**Record set**
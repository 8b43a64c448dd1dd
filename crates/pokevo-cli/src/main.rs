mod command;
mod config;
mod schema;
mod util;

fn main() -> anyhow::Result<()> {
    env_logger::init();
    command::run()
}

**What you should do**
Your task is to repeat each line of the material exactly.

**Answer section**
repository 8b43a64c448dd1dd
filename crates/pokevo-cli/src/main.rs
mod command;
mod config;
mod schema;
mod util;

fn main() -> anyhow::Result<()> {
    env_logger::init();
    command::run()
}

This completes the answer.